## DIRECTIONS
Once you have checked each line below, report only the number of lines that contain the word "简化处理".

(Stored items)
⟨

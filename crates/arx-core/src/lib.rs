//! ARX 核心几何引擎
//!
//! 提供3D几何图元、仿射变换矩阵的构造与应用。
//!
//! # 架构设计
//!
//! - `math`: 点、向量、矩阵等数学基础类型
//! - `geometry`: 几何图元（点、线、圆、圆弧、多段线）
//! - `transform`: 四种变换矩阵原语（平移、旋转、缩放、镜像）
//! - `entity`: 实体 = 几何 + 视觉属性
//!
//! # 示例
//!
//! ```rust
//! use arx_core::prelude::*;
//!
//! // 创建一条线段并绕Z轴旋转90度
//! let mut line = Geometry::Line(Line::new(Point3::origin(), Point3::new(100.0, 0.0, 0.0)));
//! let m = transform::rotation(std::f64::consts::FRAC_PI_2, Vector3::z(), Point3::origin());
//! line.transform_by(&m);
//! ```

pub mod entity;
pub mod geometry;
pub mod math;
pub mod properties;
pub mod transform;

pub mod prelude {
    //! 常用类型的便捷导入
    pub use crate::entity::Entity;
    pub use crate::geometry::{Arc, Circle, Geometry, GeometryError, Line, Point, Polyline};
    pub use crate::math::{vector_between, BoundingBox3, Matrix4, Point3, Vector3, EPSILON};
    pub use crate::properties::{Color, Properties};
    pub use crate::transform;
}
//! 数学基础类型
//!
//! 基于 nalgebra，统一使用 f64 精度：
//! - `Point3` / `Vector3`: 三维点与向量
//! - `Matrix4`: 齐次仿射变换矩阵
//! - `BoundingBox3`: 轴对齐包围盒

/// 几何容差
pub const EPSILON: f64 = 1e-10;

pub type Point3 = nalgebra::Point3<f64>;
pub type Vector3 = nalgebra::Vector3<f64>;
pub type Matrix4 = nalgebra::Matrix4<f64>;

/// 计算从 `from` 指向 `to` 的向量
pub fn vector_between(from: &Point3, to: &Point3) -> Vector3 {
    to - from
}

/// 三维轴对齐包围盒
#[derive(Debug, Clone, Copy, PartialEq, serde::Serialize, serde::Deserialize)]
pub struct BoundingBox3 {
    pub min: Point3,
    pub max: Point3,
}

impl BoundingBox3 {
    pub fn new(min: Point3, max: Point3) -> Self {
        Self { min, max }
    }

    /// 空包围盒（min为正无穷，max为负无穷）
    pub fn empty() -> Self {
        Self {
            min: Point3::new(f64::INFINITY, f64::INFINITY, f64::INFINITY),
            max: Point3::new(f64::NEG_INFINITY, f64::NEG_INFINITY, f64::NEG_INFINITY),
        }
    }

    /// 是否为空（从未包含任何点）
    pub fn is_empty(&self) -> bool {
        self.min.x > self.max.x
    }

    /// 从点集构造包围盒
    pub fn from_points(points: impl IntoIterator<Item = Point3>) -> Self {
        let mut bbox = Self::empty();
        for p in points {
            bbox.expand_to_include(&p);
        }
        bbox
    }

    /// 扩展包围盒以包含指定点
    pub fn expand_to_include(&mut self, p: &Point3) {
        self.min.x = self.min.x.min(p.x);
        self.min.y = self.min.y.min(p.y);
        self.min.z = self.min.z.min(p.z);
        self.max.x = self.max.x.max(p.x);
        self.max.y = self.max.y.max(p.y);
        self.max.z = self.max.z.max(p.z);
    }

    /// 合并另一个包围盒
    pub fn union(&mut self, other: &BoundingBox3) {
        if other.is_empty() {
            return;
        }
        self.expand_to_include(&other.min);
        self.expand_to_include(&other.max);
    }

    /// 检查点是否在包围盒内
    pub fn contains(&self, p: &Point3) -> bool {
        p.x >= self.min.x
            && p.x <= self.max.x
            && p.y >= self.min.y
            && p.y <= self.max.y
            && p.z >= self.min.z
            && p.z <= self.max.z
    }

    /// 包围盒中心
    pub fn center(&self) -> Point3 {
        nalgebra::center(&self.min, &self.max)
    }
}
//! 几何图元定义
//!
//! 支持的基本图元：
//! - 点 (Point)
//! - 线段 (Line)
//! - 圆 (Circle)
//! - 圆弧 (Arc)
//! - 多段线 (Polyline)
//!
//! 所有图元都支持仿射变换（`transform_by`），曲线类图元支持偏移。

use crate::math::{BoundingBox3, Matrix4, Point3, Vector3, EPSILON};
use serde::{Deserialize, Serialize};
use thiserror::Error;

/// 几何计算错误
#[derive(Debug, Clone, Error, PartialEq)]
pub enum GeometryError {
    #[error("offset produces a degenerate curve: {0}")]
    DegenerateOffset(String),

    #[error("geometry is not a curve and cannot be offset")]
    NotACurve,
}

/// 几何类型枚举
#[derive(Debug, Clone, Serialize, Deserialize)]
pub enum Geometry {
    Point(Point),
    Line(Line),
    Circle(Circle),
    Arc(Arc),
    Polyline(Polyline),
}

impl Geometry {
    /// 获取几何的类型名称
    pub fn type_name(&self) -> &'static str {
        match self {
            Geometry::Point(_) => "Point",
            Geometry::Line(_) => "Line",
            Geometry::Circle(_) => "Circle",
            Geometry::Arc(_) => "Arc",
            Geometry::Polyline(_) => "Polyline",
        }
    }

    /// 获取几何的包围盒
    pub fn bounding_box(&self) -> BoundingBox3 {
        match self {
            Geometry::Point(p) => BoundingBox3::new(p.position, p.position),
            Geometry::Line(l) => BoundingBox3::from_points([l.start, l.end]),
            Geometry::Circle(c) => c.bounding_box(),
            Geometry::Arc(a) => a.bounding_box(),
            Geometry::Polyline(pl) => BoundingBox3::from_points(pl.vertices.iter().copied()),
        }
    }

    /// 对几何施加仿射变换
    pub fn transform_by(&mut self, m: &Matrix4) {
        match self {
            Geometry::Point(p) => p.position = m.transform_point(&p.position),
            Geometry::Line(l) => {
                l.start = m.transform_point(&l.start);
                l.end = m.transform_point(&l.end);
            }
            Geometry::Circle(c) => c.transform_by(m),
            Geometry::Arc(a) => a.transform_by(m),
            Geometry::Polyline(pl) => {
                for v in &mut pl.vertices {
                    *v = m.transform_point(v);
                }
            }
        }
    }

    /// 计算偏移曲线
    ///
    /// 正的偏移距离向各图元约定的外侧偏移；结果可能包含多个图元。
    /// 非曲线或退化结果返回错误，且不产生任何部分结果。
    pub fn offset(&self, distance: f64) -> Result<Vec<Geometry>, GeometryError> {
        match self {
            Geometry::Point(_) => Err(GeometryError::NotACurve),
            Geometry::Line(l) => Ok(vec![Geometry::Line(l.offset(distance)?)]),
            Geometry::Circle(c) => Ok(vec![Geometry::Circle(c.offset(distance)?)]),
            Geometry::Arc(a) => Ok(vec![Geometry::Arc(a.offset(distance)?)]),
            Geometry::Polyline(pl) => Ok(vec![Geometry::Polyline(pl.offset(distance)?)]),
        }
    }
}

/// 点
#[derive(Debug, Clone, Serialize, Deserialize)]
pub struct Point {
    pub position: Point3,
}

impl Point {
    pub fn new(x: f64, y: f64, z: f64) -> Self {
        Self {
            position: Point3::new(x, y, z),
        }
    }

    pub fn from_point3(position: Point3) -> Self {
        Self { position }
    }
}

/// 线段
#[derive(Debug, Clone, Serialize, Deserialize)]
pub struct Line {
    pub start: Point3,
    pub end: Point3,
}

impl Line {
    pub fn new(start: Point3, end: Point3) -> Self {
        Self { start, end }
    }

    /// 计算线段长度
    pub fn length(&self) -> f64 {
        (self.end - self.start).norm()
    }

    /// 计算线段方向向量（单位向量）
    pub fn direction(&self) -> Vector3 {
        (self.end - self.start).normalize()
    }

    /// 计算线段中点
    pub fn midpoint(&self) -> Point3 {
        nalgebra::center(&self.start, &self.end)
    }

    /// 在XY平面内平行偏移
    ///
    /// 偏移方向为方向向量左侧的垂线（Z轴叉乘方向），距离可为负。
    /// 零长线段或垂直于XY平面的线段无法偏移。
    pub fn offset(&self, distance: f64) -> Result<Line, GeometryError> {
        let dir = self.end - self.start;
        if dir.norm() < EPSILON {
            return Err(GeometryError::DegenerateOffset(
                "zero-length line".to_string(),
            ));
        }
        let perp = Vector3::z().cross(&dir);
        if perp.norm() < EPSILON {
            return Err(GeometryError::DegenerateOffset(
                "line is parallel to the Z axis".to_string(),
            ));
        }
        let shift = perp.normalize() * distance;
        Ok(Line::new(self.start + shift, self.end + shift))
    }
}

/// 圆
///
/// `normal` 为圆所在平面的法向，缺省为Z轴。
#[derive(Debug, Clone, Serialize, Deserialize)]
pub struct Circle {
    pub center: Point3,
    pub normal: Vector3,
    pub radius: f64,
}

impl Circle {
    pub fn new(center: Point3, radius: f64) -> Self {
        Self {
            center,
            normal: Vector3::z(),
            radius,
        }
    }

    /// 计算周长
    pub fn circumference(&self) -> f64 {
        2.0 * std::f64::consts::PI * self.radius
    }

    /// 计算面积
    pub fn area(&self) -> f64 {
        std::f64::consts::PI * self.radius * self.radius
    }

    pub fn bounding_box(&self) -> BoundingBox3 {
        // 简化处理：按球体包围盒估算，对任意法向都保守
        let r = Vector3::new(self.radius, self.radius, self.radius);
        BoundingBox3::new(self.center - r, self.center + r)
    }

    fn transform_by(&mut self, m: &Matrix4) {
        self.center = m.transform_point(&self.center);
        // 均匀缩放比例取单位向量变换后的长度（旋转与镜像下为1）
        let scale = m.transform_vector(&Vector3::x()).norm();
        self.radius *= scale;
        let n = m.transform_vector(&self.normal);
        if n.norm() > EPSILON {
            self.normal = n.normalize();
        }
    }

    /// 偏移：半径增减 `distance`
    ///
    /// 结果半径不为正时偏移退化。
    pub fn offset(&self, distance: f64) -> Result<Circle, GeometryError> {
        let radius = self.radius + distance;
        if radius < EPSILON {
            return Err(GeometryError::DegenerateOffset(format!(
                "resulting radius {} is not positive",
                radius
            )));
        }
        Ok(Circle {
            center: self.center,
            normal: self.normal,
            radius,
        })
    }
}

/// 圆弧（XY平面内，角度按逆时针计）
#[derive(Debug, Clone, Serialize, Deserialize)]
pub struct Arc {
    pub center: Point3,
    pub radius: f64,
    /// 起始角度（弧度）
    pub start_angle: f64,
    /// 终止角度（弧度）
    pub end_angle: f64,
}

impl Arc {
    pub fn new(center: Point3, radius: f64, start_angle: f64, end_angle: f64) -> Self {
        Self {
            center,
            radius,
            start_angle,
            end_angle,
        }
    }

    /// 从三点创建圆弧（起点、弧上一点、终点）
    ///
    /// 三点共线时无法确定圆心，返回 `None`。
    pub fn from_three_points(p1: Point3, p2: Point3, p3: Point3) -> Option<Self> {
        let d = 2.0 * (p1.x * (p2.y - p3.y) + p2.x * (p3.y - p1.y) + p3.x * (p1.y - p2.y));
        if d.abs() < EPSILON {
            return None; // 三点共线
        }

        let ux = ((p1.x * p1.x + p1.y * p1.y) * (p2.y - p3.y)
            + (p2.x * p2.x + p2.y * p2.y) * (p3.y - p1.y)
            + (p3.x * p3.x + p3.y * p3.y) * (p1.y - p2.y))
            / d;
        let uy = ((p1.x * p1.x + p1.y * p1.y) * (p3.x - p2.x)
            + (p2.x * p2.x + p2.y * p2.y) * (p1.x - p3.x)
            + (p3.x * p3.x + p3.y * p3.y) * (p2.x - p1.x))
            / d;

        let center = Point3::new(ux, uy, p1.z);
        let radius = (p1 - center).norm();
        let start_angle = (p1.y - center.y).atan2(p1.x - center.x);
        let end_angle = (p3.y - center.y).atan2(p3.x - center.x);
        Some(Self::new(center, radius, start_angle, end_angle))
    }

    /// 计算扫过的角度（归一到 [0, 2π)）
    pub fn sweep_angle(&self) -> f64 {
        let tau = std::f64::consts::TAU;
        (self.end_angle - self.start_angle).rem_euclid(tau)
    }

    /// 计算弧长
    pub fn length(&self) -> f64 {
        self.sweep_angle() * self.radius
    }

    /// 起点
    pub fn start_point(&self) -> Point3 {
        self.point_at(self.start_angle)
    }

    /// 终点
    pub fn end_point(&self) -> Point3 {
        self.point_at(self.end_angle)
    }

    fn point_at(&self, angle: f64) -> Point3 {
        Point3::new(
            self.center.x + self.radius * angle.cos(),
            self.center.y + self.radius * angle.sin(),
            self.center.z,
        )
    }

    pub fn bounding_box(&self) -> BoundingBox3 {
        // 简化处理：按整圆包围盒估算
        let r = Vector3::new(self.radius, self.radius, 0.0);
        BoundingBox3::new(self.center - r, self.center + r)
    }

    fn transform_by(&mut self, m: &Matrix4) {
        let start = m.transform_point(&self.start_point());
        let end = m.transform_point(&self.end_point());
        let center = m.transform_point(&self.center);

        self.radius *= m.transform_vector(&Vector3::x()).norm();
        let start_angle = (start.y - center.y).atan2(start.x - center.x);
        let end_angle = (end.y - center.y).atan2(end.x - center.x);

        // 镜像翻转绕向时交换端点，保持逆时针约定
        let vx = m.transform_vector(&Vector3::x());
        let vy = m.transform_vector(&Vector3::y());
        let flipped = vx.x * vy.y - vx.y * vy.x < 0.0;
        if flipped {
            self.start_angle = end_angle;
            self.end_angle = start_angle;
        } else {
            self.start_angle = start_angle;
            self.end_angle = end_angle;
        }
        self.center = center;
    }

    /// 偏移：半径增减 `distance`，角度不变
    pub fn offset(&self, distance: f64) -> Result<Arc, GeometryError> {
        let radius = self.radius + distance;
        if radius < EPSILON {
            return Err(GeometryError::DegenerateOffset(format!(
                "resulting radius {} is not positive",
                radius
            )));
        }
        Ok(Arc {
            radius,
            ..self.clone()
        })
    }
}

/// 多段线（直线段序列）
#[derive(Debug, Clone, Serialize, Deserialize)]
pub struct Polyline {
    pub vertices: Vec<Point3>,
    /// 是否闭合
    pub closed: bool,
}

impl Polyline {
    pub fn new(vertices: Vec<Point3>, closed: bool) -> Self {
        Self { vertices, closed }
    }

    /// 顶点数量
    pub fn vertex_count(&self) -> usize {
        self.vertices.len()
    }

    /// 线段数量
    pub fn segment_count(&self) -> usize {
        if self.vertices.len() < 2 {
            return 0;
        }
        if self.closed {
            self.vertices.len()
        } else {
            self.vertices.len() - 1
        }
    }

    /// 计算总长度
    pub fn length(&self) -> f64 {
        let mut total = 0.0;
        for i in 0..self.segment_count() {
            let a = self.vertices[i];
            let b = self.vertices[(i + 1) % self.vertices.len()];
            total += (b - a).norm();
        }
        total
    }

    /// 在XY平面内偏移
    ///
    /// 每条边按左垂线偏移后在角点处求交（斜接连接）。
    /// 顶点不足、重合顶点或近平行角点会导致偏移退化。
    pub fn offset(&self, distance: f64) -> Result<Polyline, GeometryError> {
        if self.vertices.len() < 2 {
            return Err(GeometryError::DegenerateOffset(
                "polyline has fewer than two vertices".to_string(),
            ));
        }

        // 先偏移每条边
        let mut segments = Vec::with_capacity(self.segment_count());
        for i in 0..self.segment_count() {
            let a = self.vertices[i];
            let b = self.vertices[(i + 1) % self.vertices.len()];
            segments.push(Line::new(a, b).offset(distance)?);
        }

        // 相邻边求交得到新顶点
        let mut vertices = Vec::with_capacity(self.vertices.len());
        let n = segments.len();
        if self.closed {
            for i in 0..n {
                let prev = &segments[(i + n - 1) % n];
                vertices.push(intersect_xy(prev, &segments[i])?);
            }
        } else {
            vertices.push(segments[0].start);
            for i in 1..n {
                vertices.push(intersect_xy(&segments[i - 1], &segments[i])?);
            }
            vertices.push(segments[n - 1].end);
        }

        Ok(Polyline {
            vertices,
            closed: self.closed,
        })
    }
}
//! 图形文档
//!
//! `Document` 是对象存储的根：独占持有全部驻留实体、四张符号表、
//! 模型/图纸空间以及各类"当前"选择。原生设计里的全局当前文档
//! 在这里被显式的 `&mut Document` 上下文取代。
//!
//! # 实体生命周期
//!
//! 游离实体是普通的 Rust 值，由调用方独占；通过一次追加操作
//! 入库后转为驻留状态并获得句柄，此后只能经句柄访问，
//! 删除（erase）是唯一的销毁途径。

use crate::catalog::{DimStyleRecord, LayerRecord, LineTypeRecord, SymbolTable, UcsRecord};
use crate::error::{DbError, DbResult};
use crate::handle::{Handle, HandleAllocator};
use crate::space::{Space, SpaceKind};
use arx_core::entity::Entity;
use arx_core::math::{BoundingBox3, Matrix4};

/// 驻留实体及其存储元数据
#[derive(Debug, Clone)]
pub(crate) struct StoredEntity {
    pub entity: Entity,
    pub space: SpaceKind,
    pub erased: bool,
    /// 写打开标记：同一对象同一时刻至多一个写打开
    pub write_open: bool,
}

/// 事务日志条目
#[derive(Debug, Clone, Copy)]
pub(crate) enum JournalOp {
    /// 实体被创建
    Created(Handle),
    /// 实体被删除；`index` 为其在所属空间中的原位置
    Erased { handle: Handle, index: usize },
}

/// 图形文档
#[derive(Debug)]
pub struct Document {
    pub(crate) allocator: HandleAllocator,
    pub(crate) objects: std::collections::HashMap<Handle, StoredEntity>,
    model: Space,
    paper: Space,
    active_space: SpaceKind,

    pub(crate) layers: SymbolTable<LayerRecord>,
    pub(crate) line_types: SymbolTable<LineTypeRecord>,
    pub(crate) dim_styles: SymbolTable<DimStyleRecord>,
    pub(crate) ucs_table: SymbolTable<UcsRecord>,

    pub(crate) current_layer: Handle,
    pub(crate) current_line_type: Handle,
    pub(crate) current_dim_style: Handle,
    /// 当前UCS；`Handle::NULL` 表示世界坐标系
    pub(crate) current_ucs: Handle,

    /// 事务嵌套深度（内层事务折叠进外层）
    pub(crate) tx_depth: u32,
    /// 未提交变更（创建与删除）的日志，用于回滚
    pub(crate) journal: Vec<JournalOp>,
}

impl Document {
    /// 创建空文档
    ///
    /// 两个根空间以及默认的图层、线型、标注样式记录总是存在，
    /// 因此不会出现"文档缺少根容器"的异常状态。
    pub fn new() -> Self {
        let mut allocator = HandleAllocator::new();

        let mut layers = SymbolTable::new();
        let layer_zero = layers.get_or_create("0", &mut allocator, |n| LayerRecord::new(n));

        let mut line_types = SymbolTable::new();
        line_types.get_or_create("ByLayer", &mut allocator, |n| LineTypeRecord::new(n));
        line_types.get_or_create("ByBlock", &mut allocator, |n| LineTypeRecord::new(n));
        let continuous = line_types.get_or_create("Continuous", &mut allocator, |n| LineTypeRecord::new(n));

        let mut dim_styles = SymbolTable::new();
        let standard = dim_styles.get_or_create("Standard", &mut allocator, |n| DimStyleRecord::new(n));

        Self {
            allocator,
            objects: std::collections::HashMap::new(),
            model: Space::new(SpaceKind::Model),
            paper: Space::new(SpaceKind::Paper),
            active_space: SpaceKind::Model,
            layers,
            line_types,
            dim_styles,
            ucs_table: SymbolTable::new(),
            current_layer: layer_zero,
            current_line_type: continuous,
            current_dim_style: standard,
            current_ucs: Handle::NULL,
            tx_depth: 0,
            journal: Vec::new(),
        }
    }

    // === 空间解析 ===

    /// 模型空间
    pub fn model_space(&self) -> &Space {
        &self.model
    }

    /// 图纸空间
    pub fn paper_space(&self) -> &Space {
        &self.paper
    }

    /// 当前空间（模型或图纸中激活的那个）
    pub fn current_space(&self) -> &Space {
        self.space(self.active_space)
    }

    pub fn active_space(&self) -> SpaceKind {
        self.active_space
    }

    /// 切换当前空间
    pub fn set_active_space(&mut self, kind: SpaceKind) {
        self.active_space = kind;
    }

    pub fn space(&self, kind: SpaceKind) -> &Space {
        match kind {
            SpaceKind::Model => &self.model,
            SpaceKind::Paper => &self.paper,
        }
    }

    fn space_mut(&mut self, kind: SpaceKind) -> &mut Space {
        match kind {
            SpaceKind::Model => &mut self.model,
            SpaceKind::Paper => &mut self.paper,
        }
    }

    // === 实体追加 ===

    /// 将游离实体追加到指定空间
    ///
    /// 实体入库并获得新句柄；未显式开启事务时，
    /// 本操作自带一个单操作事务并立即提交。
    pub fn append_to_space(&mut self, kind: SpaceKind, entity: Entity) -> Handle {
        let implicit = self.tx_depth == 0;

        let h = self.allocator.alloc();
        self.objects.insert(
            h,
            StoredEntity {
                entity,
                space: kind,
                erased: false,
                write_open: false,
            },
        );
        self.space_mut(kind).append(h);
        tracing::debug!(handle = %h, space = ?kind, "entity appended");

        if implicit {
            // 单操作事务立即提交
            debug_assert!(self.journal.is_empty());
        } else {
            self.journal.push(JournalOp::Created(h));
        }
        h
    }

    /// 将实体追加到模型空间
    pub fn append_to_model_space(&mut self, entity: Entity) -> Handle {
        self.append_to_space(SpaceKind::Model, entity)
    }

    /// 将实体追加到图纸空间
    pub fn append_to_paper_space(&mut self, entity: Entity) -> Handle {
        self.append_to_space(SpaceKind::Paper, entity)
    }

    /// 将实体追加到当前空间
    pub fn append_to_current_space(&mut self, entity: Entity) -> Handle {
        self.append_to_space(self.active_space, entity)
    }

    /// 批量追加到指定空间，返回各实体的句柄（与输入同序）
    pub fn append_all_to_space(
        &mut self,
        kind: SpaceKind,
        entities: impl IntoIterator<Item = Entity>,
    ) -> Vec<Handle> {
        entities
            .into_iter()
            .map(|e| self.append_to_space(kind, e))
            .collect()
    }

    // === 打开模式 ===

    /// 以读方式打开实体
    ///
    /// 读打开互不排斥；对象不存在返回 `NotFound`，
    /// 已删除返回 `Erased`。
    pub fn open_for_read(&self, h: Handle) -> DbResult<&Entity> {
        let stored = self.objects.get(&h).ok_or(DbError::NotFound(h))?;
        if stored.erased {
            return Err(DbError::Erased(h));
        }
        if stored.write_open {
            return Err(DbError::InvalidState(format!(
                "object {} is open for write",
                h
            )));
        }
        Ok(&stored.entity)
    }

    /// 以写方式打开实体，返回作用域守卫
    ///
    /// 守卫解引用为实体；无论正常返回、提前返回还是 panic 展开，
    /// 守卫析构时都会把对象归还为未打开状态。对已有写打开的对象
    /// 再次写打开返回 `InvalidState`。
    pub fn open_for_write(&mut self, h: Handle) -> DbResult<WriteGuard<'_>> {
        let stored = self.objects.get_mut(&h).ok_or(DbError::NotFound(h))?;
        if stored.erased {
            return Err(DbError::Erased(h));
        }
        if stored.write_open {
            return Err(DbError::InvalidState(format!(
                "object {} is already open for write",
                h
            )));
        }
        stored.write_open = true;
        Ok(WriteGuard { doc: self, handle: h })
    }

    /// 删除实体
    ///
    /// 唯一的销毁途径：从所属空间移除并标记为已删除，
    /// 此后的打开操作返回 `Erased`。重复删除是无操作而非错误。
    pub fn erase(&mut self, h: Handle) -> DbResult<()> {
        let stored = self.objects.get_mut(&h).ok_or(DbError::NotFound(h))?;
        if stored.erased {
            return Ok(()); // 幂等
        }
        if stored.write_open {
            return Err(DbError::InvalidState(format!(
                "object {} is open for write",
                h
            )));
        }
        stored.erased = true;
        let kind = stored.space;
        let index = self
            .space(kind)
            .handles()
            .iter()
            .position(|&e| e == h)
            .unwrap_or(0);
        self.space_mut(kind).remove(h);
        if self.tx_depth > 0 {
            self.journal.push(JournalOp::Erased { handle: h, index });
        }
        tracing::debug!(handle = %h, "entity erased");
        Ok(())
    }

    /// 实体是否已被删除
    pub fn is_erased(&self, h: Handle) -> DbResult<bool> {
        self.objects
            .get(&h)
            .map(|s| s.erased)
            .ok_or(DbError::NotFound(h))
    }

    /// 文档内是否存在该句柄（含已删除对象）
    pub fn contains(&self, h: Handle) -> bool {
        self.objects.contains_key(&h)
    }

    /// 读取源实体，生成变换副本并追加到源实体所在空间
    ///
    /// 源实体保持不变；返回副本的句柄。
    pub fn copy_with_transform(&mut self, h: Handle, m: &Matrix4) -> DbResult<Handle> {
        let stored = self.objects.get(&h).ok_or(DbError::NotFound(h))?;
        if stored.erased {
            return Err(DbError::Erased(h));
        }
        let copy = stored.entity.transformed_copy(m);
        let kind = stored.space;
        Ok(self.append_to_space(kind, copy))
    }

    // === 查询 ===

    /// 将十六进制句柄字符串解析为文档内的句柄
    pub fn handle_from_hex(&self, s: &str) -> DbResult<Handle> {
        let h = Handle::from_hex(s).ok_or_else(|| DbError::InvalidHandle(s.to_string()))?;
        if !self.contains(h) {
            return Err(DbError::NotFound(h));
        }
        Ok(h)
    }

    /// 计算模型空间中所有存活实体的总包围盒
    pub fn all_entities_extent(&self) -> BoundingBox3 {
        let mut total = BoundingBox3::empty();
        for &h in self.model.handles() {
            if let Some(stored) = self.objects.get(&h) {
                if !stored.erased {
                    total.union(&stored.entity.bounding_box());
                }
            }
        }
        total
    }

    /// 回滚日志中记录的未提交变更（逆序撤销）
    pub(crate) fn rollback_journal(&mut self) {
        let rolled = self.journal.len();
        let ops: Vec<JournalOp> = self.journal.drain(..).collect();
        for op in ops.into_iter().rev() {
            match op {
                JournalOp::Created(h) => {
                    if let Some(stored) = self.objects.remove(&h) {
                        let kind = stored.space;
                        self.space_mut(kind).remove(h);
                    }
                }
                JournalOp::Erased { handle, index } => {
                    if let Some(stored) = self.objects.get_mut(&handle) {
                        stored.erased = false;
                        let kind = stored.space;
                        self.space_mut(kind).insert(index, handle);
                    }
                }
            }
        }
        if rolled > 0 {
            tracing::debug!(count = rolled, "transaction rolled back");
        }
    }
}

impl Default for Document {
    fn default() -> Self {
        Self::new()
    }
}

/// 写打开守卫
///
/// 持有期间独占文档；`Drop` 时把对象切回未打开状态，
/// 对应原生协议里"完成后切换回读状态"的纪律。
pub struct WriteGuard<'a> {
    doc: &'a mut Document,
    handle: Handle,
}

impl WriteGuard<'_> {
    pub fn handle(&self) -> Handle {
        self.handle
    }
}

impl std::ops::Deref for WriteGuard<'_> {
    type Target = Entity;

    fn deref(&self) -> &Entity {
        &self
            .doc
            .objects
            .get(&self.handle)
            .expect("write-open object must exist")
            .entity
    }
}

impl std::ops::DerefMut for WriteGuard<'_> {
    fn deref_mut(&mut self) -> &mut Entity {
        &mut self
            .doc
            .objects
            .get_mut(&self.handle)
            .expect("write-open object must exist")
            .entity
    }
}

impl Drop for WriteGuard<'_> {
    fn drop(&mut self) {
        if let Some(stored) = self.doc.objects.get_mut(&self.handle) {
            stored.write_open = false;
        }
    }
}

⟩

## TASK OUTPUT
2